Thursday 28 February 2019

Goodbye Thailand, Hello Myanmar

Looking over Chiang Mai showing pollution over city
Our last few days in Thailand were spent driving round the beautiful mountainous (and slightly cooler) north west of the country where the road winds up and down valleys and crosses passes between villages. The western side of the country accommodates refugees from Myanmar of the Karen (or long neck) tribe. As refugees they are not allowed to work in Thailand so a few villages have established themselves to attract tourists to both see them in their traditional dress, and to purchase traditional handicrafts from them in order to provide an income. We eventually decided to visit one of the villages where we were welcomed and allowed to photograph them in their traditional dress.
Karen Long Neck Tribe
The north west mountains also contain numerous caves, many of which extend for kilometres under the mountains, but we elected to visit the crystal cave, a very unusual series of caverns only discovered in the mid 1990's where the walls are covered in minute pure white crystals of calcium carbonate and aragonite. Only two other caves are known with similar structures, and because they are very fragile visitors are not allowed to take anything hard such as cameras into the caves.

River marking border with Myanmar (on the right)
And so we crossed into Myanmar, exiting Thailand on the last day of our visa. We have to have a guide in Myanmar so we were helped through the Myanmar immigration and customs and were soon on the road. It is immediately obvious how much poorer the country is, lots of very old vehicles, bullock carts in regular use and the villages far less well developed.
Numerous old vehicles on the road
Monks collecting food each morning
The road for the first 40kms from the border has recently been upgraded, but the following 60kms, until we reached the more main north south road was appalling, bumpy and very broken tarmac reduced our speed to around 30kms per hour. With it being the middle of the dry season everywhere is very brown and dusty with a lot of haze, so no clear views, but there are immediate and very clear differences to Thailand.
Kyauk Ka lat Pagoda - Hpa An
Friendly Locals
Shewe San Taw Pagoda Taungoo
Though still a Buddhist state there are far fewer temples, and they are more subdued than the brightly coloured (almost gaudy) Thai Temples. Road building is an almost entirely manual process, with hundreds of people involved in carrying rock and aggregate in baskets to form the road base, then tar heated by lighting a fire under a barrel is spread by hand before macadam is applied and rolled. On some of the main roads they are using large diggers to excavate a level roadbed with the macadam surface applied by machine. There is very little machinery for the agricultural sector with lots of water buffalo for ploughing and hand harvesting, all the signs of a less developed economy. However the people are very welcoming and unassuming, and apart from the main two tourist sites there are only shops for locals.

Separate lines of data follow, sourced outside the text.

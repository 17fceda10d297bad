use crate::parallel;
use binocular_image::{Image, ImageError};

/// Convert an RGB8 image to grayscale with 14-bit fixed point weights.
///
/// Y = (4899 * R + 9617 * G + 1868 * B + 2^13) >> 14
///
/// Precondition: the input and output images must have the same size.
pub fn gray_from_rgb_u8(src: &Image<u8, 3>, dst: &mut Image<u8, 1>) -> Result<(), ImageError> {
    if src.size() != dst.size() {
        return Err(ImageError::InvalidImageSize(
            src.cols(),
            src.rows(),
            dst.cols(),
            dst.rows(),
        ));
    }

    parallel::par_iter_rows(src, dst, |src_pixel, dst_pixel| {
        let r = src_pixel[0] as u32;
        let g = src_pixel[1] as u32;
        let b = src_pixel[2] as u32;
        dst_pixel[0] = ((r * 4899 + g * 9617 + b * 1868 + (1 << 13)) >> 14) as u8;
    });

    Ok(())
}
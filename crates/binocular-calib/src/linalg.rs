/// The 3x3 identity matrix.
pub const IDENTITY33: [[f64; 3]; 3] = [[1.0, 0.0, 0.0], [0.0, 1.0, 0.0], [0.0, 0.0, 1.0]];

/// Multiply two 3x3 matrices.
pub fn matmul33(a: &[[f64; 3]; 3], b: &[[f64; 3]; 3]) -> [[f64; 3]; 3] {
    let mut m = [[0.0; 3]; 3];
    for (i, row) in m.iter_mut().enumerate() {
        for (j, val) in row.iter_mut().enumerate() {
            *val = a[i][0] * b[0][j] + a[i][1] * b[1][j] + a[i][2] * b[2][j];
        }
    }
    m
}

/// Transpose a 3x3 matrix.
pub fn transpose33(a: &[[f64; 3]; 3]) -> [[f64; 3]; 3] {
    [
        [a[0][0], a[1][0], a[2][0]],
        [a[0][1], a[1][1], a[2][1]],
        [a[0][2], a[1][2], a[2][2]],
    ]
}

/// Multiply a 3x3 matrix by a 3-vector.
pub fn mat33_vec3(a: &[[f64; 3]; 3], v: &[f64; 3]) -> [f64; 3] {
    [
        a[0][0] * v[0] + a[0][1] * v[1] + a[0][2] * v[2],
        a[1][0] * v[0] + a[1][1] * v[1] + a[1][2] * v[2],
        a[2][0] * v[0] + a[2][1] * v[1] + a[2][2] * v[2],
    ]
}

/// Determinant of a 3x3 matrix.
pub fn det33(a: &[[f64; 3]; 3]) -> f64 {
    a[0][0] * (a[1][1] * a[2][2] - a[1][2] * a[2][1])
        - a[0][1] * (a[1][0] * a[2][2] - a[1][2] * a[2][0])
        + a[0][2] * (a[1][0] * a[2][1] - a[1][1] * a[2][0])
}

/// Inverse of a 3x3 matrix, `None` when it is singular.
pub fn inverse33(a: &[[f64; 3]; 3]) -> Option<[[f64; 3]; 3]> {
    let det = det33(a);
    if det.abs() < f64::EPSILON || !det.is_finite() {
        return None;
    }
    let inv_det = 1.0 / det;
    Some([
        [
            (a[1][1] * a[2][2] - a[1][2] * a[2][1]) * inv_det,
            (a[0][2] * a[2][1] - a[0][1] * a[2][2]) * inv_det,
            (a[0][1] * a[1][2] - a[0][2] * a[1][1]) * inv_det,
        ],
        [
            (a[1][2] * a[2][0] - a[1][0] * a[2][2]) * inv_det,
            (a[0][0] * a[2][2] - a[0][2] * a[2][0]) * inv_det,
            (a[0][2] * a[1][0] - a[0][0] * a[1][2]) * inv_det,
        ],
        [
            (a[1][0] * a[2][1] - a[1][1] * a[2][0]) * inv_det,
            (a[0][1] * a[2][0] - a[0][0] * a[2][1]) * inv_det,
            (a[0][0] * a[1][1] - a[0][1] * a[1][0]) * inv_det,
        ],
    ])
}

/// Cross product of two 3-vectors.
pub fn cross3(a: &[f64; 3], b: &[f64; 3]) -> [f64; 3] {
    [
        a[1] * b[2] - a[2] * b[1],
        a[2] * b[0] - a[0] * b[2],
        a[0] * b[1] - a[1] * b[0],
    ]
}

/// Dot product of two 3-vectors.
pub fn dot3(a: &[f64; 3], b: &[f64; 3]) -> f64 {
    a[0] * b[0] + a[1] * b[1] + a[2] * b[2]
}

/// Euclidean norm of a 3-vector.
pub fn norm3(a: &[f64; 3]) -> f64 {
    dot3(a, a).sqrt()
}

/// The cross product matrix `[v]x` such that `[v]x * w = v x w`.
pub fn skew3(v: &[f64; 3]) -> [[f64; 3]; 3] {
    [[0.0, -v[2], v[1]], [v[2], 0.0, -v[0]], [-v[1], v[0], 0.0]]
}

/// Convert an axis-angle (Rodrigues) vector to a rotation matrix.
pub fn rodrigues(rvec: &[f64; 3]) -> [[f64; 3]; 3] {
    let theta = norm3(rvec);
    let k = skew3(rvec);
    let k2 = matmul33(&k, &k);

    // first order expansion near the identity
    let (a, b) = if theta < 1e-12 {
        (1.0, 0.5)
    } else {
        (theta.sin() / theta, (1.0 - theta.cos()) / (theta * theta))
    };

    let mut r = IDENTITY33;
    for i in 0..3 {
        for j in 0..3 {
            r[i][j] += a * k[i][j] + b * k2[i][j];
        }
    }
    r
}

/// Convert a rotation matrix to an axis-angle (Rodrigues) vector.
pub fn rodrigues_inverse(r: &[[f64; 3]; 3]) -> [f64; 3] {
    let rx = r[2][1] - r[1][2];
    let ry = r[0][2] - r[2][0];
    let rz = r[1][0] - r[0][1];
    let s = (rx * rx + ry * ry + rz * rz).sqrt() * 0.5;
    let c = ((r[0][0] + r[1][1] + r[2][2] - 1.0) * 0.5).clamp(-1.0, 1.0);

    if s < 1e-8 {
        if c > 0.0 {
            return [rx * 0.5, ry * 0.5, rz * 0.5];
        }

        // rotation by pi: recover the axis from (R + I) / 2 = k k^T
        let t = [
            ((r[0][0] + 1.0) * 0.5).max(0.0).sqrt(),
            ((r[1][1] + 1.0) * 0.5).max(0.0).sqrt(),
            ((r[2][2] + 1.0) * 0.5).max(0.0).sqrt(),
        ];
        let mut axis = t;
        if r[0][1] < 0.0 {
            axis[1] = -axis[1];
        }
        if r[0][2] < 0.0 {
            axis[2] = -axis[2];
        }
        if axis[0].abs() < axis[1].abs()
            && axis[0].abs() < axis[2].abs()
            && (r[1][2] > 0.0) != (axis[1] * axis[2] > 0.0)
        {
            axis[2] = -axis[2];
        }
        let n = norm3(&axis);
        let scale = std::f64::consts::PI / n;
        return [axis[0] * scale, axis[1] * scale, axis[2] * scale];
    }

    let theta = s.atan2(c);
    let scale = theta / (2.0 * s);
    [rx * scale, ry * scale, rz * scale]
}

/// Singular value decomposition of a 3x3 matrix: `a = u * diag(s) * v^T`.
///
/// Singular values are sorted in decreasing order.
pub fn svd33(a: &[[f64; 3]; 3]) -> ([[f64; 3]; 3], [f64; 3], [[f64; 3]; 3]) {
    let mat = faer::Mat::<f64>::from_fn(3, 3, |i, j| a[i][j]);
    let svd = mat.svd();
    let (u_ref, v_ref, s_ref) = (svd.u(), svd.v(), svd.s_diagonal());

    let mut u = [[0.0; 3]; 3];
    let mut v = [[0.0; 3]; 3];
    let mut s = [0.0; 3];
    for i in 0..3 {
        s[i] = s_ref.read(i);
        for j in 0..3 {
            u[i][j] = u_ref.read(i, j);
            v[i][j] = v_ref.read(i, j);
        }
    }
    (u, s, v)
}

/// The rotation matrix closest to `a` in the Frobenius norm.
pub fn closest_rotation(a: &[[f64; 3]; 3]) -> [[f64; 3]; 3] {
    let (u, _, v) = svd33(a);
    let mut r = matmul33(&u, &transpose33(&v));
    if det33(&r) < 0.0 {
        let mut u_flip = u;
        for row in u_flip.iter_mut() {
            row[2] = -row[2];
        }
        r = matmul33(&u_flip, &transpose33(&v));
    }
    r
}

/// Component-wise median of a set of 3-vectors.
pub fn median3(values: &[[f64; 3]]) -> Option<[f64; 3]> {
    if values.is_empty() {
        return None;
    }
    let mut out = [0.0; 3];
    for (k, o) in out.iter_mut().enumerate() {
        let mut column = values.iter().map(|v| v[k]).collect::<Vec<_>>();
        column.sort_by(|a, b| a.total_cmp(b));
        let n = column.len();
        *o = if n % 2 == 1 {
            column[n / 2]
        } else {
            0.5 * (column[n / 2 - 1] + column[n / 2])
        };
    }
    Some(out)
}

#[cfg(test)]
mod tests {
    use super::*;
    use approx::assert_relative_eq;

    fn assert_mat_eq(a: &[[f64; 3]; 3], b: &[[f64; 3]; 3], eps: f64) {
        for i in 0..3 {
            for j in 0..3 {
                assert_relative_eq!(a[i][j], b[i][j], epsilon = eps);
            }
        }
    }

    #[test]
    fn test_inverse33() {
        let a = [[4.0, 7.0, 2.0], [3.0, 6.0, 1.0], [2.0, 5.0, 3.0]];
        let inv = inverse33(&a).expect("invertible");
        assert_mat_eq(&matmul33(&a, &inv), &IDENTITY33, 1e-12);
        assert!(inverse33(&[[1.0, 2.0, 3.0], [2.0, 4.0, 6.0], [0.0, 0.0, 1.0]]).is_none());
    }

    #[test]
    fn test_rodrigues_round_trip() {
        for rvec in [
            [0.1, -0.2, 0.3],
            [0.0, 0.0, 0.0],
            [1e-9, 0.0, -2e-9],
            [0.0, 2.5, 0.0],
            [-1.2, 0.4, 0.9],
        ] {
            let r = rodrigues(&rvec);
            assert_relative_eq!(det33(&r), 1.0, epsilon = 1e-12);
            assert_mat_eq(&matmul33(&r, &transpose33(&r)), &IDENTITY33, 1e-12);
            let back = rodrigues_inverse(&r);
            for k in 0..3 {
                assert_relative_eq!(back[k], rvec[k], epsilon = 1e-9);
            }
        }
    }

    #[test]
    fn test_rodrigues_pi() {
        let rvec = [0.0, std::f64::consts::PI, 0.0];
        let back = rodrigues_inverse(&rodrigues(&rvec));
        assert_relative_eq!(norm3(&back), std::f64::consts::PI, epsilon = 1e-9);
        assert_relative_eq!(back[1].abs(), std::f64::consts::PI, epsilon = 1e-9);
    }

    #[test]
    fn test_rodrigues_z_rotation() {
        let angle = 0.3f64;
        let r = rodrigues(&[0.0, 0.0, angle]);
        let expected = [
            [angle.cos(), -angle.sin(), 0.0],
            [angle.sin(), angle.cos(), 0.0],
            [0.0, 0.0, 1.0],
        ];
        assert_mat_eq(&r, &expected, 1e-12);
    }

    #[test]
    fn test_closest_rotation() {
        let r = rodrigues(&[0.2, -0.1, 0.05]);
        let mut noisy = r;
        noisy[0][1] += 1e-3;
        noisy[2][0] -= 1e-3;
        let fixed = closest_rotation(&noisy);
        assert_relative_eq!(det33(&fixed), 1.0, epsilon = 1e-9);
        assert_mat_eq(&fixed, &r, 2e-3);
    }

    #[test]
    fn test_svd33_reconstructs() {
        let a = [[2.0, 0.5, 0.1], [0.3, 1.0, -0.4], [0.0, 0.2, 3.0]];
        let (u, s, v) = svd33(&a);
        assert!(s[0] >= s[1] && s[1] >= s[2]);
        let mut us = u;
        for row in us.iter_mut() {
            for (k, val) in row.iter_mut().enumerate() {
                *val *= s[k];
            }
        }
        assert_mat_eq(&matmul33(&us, &transpose33(&v)), &a, 1e-12);
    }

    #[test]
    fn test_cross_and_skew() {
        let a = [1.0, 2.0, 3.0];
        let b = [-2.0, 0.5, 4.0];
        let c = cross3(&a, &b);
        let d = mat33_vec3(&skew3(&a), &b);
        for k in 0..3 {
            assert_relative_eq!(c[k], d[k]);
        }
        assert_relative_eq!(dot3(&c, &a), 0.0, epsilon = 1e-12);
    }

    #[test]
    fn test_median3() {
        let values = [[1.0, 5.0, -1.0], [3.0, 4.0, -2.0], [2.0, 6.0, 10.0]];
        assert_eq!(median3(&values), Some([2.0, 5.0, -1.0]));
        assert_eq!(median3(&[]), None);
    }
}
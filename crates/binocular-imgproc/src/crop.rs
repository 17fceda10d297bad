use binocular_image::{Image, ImageError, ImageSize};
use rayon::{
    iter::{IndexedParallelIterator, ParallelIterator},
    slice::ParallelSliceMut,
};

/// Crop an image to a specified region.
///
/// # Arguments
///
/// * `src` - The source image to crop.
/// * `dst` - The destination image to store the cropped image.
/// * `x` - The x-coordinate of the top-left corner of the region to crop.
/// * `y` - The y-coordinate of the top-left corner of the region to crop.
///
/// # Examples
///
/// ```rust
/// use binocular_image::{Image, ImageSize};
/// use binocular_imgproc::crop::crop_image;
///
/// let image = Image::<_, 1>::new(ImageSize { width: 4, height: 4 }, vec![
///     0u8, 1, 2, 3,
///     4u8, 5, 6, 7,
///     8u8, 9, 10, 11,
///     12u8, 13, 14, 15
/// ]).unwrap();
///
/// let mut cropped = Image::<_, 1>::from_size_val(ImageSize { width: 2, height: 2 }, 0u8).unwrap();
///
/// crop_image(&image, &mut cropped, 1, 1).unwrap();
///
/// assert_eq!(cropped.as_slice(), &[5u8, 6, 9, 10]);
/// ```
pub fn crop_image<T, const C: usize>(
    src: &Image<T, C>,
    dst: &mut Image<T, C>,
    x: usize,
    y: usize,
) -> Result<(), ImageError>
where
    T: Copy + Send + Sync,
{
    if x + dst.cols() > src.cols() || y + dst.rows() > src.rows() {
        return Err(ImageError::InvalidImageSize(
            src.cols(),
            src.rows(),
            x + dst.cols(),
            y + dst.rows(),
        ));
    }

    let dst_cols = dst.cols();
    let src_cols = src.cols();
    let src_data = src.as_slice();

    dst.as_slice_mut()
        .par_chunks_exact_mut(dst_cols * C)
        .enumerate()
        .for_each(|(i, dst_row)| {
            // get the slice at the top left corner
            let offset = (y + i) * src_cols * C + x * C;
            dst_row.copy_from_slice(&src_data[offset..offset + dst_cols * C]);
        });

    Ok(())
}

/// Split a dual-lens frame into its left and right halves.
///
/// The left half of the frame is the left camera and the right half is the right camera.
/// An odd trailing column is dropped.
///
/// # Errors
///
/// Returns an error if the frame is narrower than two pixels.
pub fn split_side_by_side<T, const C: usize>(
    frame: &Image<T, C>,
) -> Result<(Image<T, C>, Image<T, C>), ImageError>
where
    T: Copy + Default + Send + Sync,
{
    let half = ImageSize {
        width: frame.cols() / 2,
        height: frame.rows(),
    };
    if half.width == 0 {
        return Err(ImageError::InvalidImageSize(
            frame.cols(),
            frame.rows(),
            2,
            frame.rows(),
        ));
    }

    let mut left = Image::from_size_val(half, T::default())?;
    let mut right = Image::from_size_val(half, T::default())?;
    crop_image(frame, &mut left, 0, 0)?;
    crop_image(frame, &mut right, half.width, 0)?;

    Ok((left, right))
}
impl SgbmParams {
    /// Matcher with penalties derived from the block size, for 3-channel images.
    pub fn new(min_disparity: i32, num_disparities: i32, block_size: usize) -> Self {
        let area = (block_size * block_size) as u32;
        Self {
            min_disparity,
            num_disparities,
            block_size,
            p1: 8 * 3 * area,
            p2: 32 * 3 * area,
            disp12_max_diff: 1,
            pre_filter_cap: 63,
            uniqueness_ratio: 2,
            speckle_window_size: 50,
            speckle_range: 2,
            mode: SgbmMode::Hh,
        }
    }

    /// Settings for still images, searching about an eighth of the image width.
    pub fn for_width(width: usize, block_size: usize) -> Self {
        let num_disparities = ((width / 8) as i32 + 15) & -16;
        Self::new(0, num_disparities, block_size)
    }

    /// Settings for video frames: a fixed range of 128 and stronger speckle removal.
    pub fn video_preset(block_size: usize) -> Self {
        Self {
            disp12_max_diff: 2,
            pre_filter_cap: 5,
            speckle_window_size: 75,
            ..Self::new(0, 128, block_size)
        }
    }

    /// Set the searched range.
    pub fn with_disparity_range(mut self, min_disparity: i32, num_disparities: i32) -> Self {
        self.min_disparity = min_disparity;
        self.num_disparities = num_disparities;
        self
    }

    /// Set the smoothness penalties.
    pub fn with_penalties(mut self, p1: u32, p2: u32) -> Self {
        self.p1 = p1;
        self.p2 = p2;
        self
    }

    /// Set the speckle filter window and range.
    pub fn with_speckle(mut self, window_size: usize, range: i32) -> Self {
        self.speckle_window_size = window_size;
        self.speckle_range = range;
        self
    }

    /// Set the aggregation mode.
    pub fn with_mode(mut self, mode: SgbmMode) -> Self {
        self.mode = mode;
        self
    }

    /// Check the parameter ranges.
    pub fn validate(&self) -> Result<(), StereoError> {
        if self.num_disparities <= 0 || self.num_disparities % 16 != 0 {
            return Err(StereoError::InvalidParameter(format!(
                "num_disparities must be a positive multiple of 16, got {}",
                self.num_disparities
            )));
        }
        if self.block_size == 0 || self.block_size % 2 == 0 {
            return Err(StereoError::InvalidParameter(format!(
                "block_size must be odd, got {}",
                self.block_size
            )));
        }
        if self.p1 >= self.p2 {
            return Err(StereoError::InvalidParameter(format!(
                "p1 ({}) must be smaller than p2 ({})",
                self.p1, self.p2
            )));
        }
        if self.pre_filter_cap <= 0 || self.pre_filter_cap > 63 {
            return Err(StereoError::InvalidParameter(format!(
                "pre_filter_cap must be in 1..=63, got {}",
                self.pre_filter_cap
            )));
        }
        if self.uniqueness_ratio >= 100 {
            return Err(StereoError::InvalidParameter(format!(
                "uniqueness_ratio must be below 100, got {}",
                self.uniqueness_ratio
            )));
        }
        Ok(())
    }
}

/// Horizontal Sobel response clipped to `[-cap, cap]` and offset by `cap`.
///
/// Rows are mirrored at the top and bottom; the first and last columns are `cap`.
fn prefilter_x_sobel<const C: usize>(image: &Image<u8, C>, channel: usize, cap: i32) -> Vec<u8> {
    let (width, height) = (image.cols(), image.rows());
    let data = image.as_slice();
    let at = |x: usize, y: usize| data[(y * width + x) * C + channel] as i32;
    let mut out = vec![cap as u8; width * height];

    for y in 0..height {
        let y0 = if y > 0 { y - 1 } else { 1usize.min(height - 1) };
        let y2 = if y + 1 < height { y + 1 } else { height.saturating_sub(2) };
        for x in 1..width.saturating_sub(1) {
            let d = at(x + 1, y0) - at(x - 1, y0)
                + 2 * (at(x + 1, y) - at(x - 1, y))
                + at(x + 1, y2)
                - at(x - 1, y2);
            out[y * width + x] = (d.clamp(-cap, cap) + cap) as u8;
        }
    }
    out
}

/// Lower and upper half-pixel interpolated envelope of a row.
fn row_envelope(row: &[u8]) -> (Vec<i32>, Vec<i32>) {
    let n = row.len();
    let mut lo = vec![0; n];
    let mut hi = vec![0; n];
    for x in 0..n {
        let v = row[x] as i32;
        let vl = if x > 0 { (v + row[x - 1] as i32) / 2 } else { v };
        let vr = if x + 1 < n { (v + row[x + 1] as i32) / 2 } else { v };
        lo[x] = v.min(vl).min(vr);
        hi[x] = v.max(vl).max(vr);
    }
    (lo, hi)
}

/// Dense matching geometry shared by the stages.
struct Layout {
    width: usize,
    height: usize,
    /// First column with every candidate inside the right image.
    x0: usize,
    /// Number of matched columns.
    cols: usize,
    /// Number of disparity levels.
    levels: usize,
    min_disparity: i32,
}
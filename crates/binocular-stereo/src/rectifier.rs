use binocular_calib::{IntrinsicModel, RectificationModel};
use binocular_image::{Image, ImageSize};
use binocular_imgproc::{
    calibration::{distortion::generate_correction_map_polynomial, CameraExtrinsic},
    interpolation::{remap, BorderMode, InterpolationMode},
};

use crate::error::StereoError;

/// Remap tables of one camera, from rectified pixels to source pixels.
#[derive(Clone, Debug, PartialEq)]
pub struct RemapTable {
    /// Source column of every rectified pixel.
    pub map_x: Image<f32, 1>,
    /// Source row of every rectified pixel.
    pub map_y: Image<f32, 1>,
}

impl RemapTable {
    /// Undistort-rectify table of a camera.
    ///
    /// # Arguments
    ///
    /// * `model` - The camera that took the source images.
    /// * `rotation` - The rectifying rotation of the camera.
    /// * `projection` - Projection matrix of the rectified camera.
    /// * `size` - Size of the rectified image.
    pub fn new(
        model: &IntrinsicModel,
        rotation: &[[f64; 3]; 3],
        projection: &[[f64; 4]; 3],
        size: ImageSize,
    ) -> Result<Self, StereoError> {
        let new_camera = binocular_imgproc::calibration::CameraIntrinsic {
            fx: projection[0][0],
            fy: projection[1][1],
            cx: projection[0][2],
            cy: projection[1][2],
        };
        let extrinsic = CameraExtrinsic {
            rotation: *rotation,
            translation: [0.0; 3],
        };
        let (map_x, map_y) = generate_correction_map_polynomial(
            &model.camera,
            &extrinsic,
            &new_camera,
            &model.distortion,
            &size,
        )?;
        Ok(Self { map_x, map_y })
    }

    /// Resample `src` through the table with bilinear interpolation and a zero border.
    pub fn apply<const C: usize>(&self, src: &Image<u8, C>) -> Result<Image<u8, C>, StereoError> {
        let mut dst = Image::from_size_val(self.map_x.size(), 0u8)?;
        remap(
            src,
            &mut dst,
            &self.map_x,
            &self.map_y,
            InterpolationMode::Bilinear,
            BorderMode::Constant(0.0),
        )?;
        Ok(dst)
    }
}

/// Rectifies the frames of a calibrated stereo pair.
///
/// The tables are built once and only read afterwards, so one rectifier can serve any
/// number of frames, from several threads.
#[derive(Clone, Debug, PartialEq)]
pub struct Rectifier {
    left: RemapTable,
    right: RemapTable,
    mask: Image<u8, 1>,
    size: ImageSize,
}

impl Rectifier {
    /// Build the tables of both cameras and the validity mask.
    ///
    /// The mask is a 255-filled image warped with the left table: pixels that sample
    /// outside the left source image are 0.
    pub fn new(
        left: &IntrinsicModel,
        right: &IntrinsicModel,
        rectification: &RectificationModel,
        size: ImageSize,
    ) -> Result<Self, StereoError> {
        let left_table = RemapTable::new(left, &rectification.r1, &rectification.p1, size)?;
        let right_table = RemapTable::new(right, &rectification.r2, &rectification.p2, size)?;
        let full = Image::<u8, 1>::from_size_val(size, 255)?;
        let mask = left_table.apply(&full)?;

        log::debug!(
            "rectify tables {}x{}: {} of {} pixels inside the left image",
            size.width,
            size.height,
            mask.as_slice().iter().filter(|&&m| m != 0).count(),
            size.area()
        );

        Ok(Self {
            left: left_table,
            right: right_table,
            mask,
            size,
        })
    }

    /// Size of the rectified images.
    pub fn size(&self) -> ImageSize {
        self.size
    }

    /// The left camera table.
    pub fn left_table(&self) -> &RemapTable {
        &self.left
    }

    /// The right camera table.
    pub fn right_table(&self) -> &RemapTable {
        &self.right
    }

    /// Validity mask of the rectified left image.
    pub fn mask(&self) -> &Image<u8, 1> {
        &self.mask
    }

    /// Rectify a left frame.
    pub fn rectify_left<const C: usize>(&self, src: &Image<u8, C>) -> Result<Image<u8, C>, StereoError> {
        self.check_size(src.size())?;
        self.left.apply(src)
    }

    /// Rectify a right frame.
    pub fn rectify_right<const C: usize>(&self, src: &Image<u8, C>) -> Result<Image<u8, C>, StereoError> {
        self.check_size(src.size())?;
        self.right.apply(src)
    }

    /// Rectify both frames of a pair.
    pub fn rectify_pair<const C: usize>(
        &self,
        left: &Image<u8, C>,
        right: &Image<u8, C>,
    ) -> Result<(Image<u8, C>, Image<u8, C>), StereoError> {
        Ok((self.rectify_left(left)?, self.rectify_right(right)?))
    }

    fn check_size(&self, size: ImageSize) -> Result<(), StereoError> {
        if size != self.size {
            return Err(StereoError::SizeMismatch(
                size.width,
                size.height,
                self.size.width,
                self.size.height,
            ));
        }
        Ok(())
    }
}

At Hpa An we visited Kyauk Ka Lat - an unusual pagoda set on a rock outcrop in the middle of a lake, very scenic with a lot of devout Burmese making a pilgrimage to the stupa, and in Taungoo the gold Shwe San Taw Pagoda. A beautiful well maintained pagoda, which clearly does not normally get overseas visitors.  
Manual road building
Having only 8 days to cross Myanmar we have a lot of driving to do, but two days are set aside for sightseeing, one at Inle Lake, and one at Bagan,
Inle is a large (20kms x 10kms) shallow lake in the mountains. In the dry season it is only 7m deep and is noted for the leg rowing fishermen. It has become a tourist destination, with villages around the lake making traditional crafts to sell to the tourists, including weaving lotus plant fibre into fabrics - hand making wooden boats which they sell elsewhere in Myanmar and a hand bellow operated forge, all in houses on stilts rising from the lake. Being at a higher altitude it has a much cooler climate and is surrounded by rich agricultural land growing rice and vegetables.
Leg rowing fisherman Lake Inle
As we were relaxing in the late afternoon a very lively wedding party processed through the town, hundreds of guests all dressed in their best traditional costumes carried gifts in procession with bands of musicians interspersed playing drums and cymbals, incredibly colourful.

Wedding procession
Bagan is the old capital of an empire which covered much of SE Asia in the 10th to 13th centuries. Both in the old city and across square kms of the surrounding plain by the Irawaddy River are thousands of temples and stupas built during the 11th to 13th centuries by wealthy people to gain merit for their next incarnation. It is an extraordinary sight and a major tourist destination, though with so many temples it is easy to get away from the crowds.
Bagan temples
Bagan Temples
In two days we ross into NE India where we are unlikely to have much access to the internet, so it may be some time before the next update.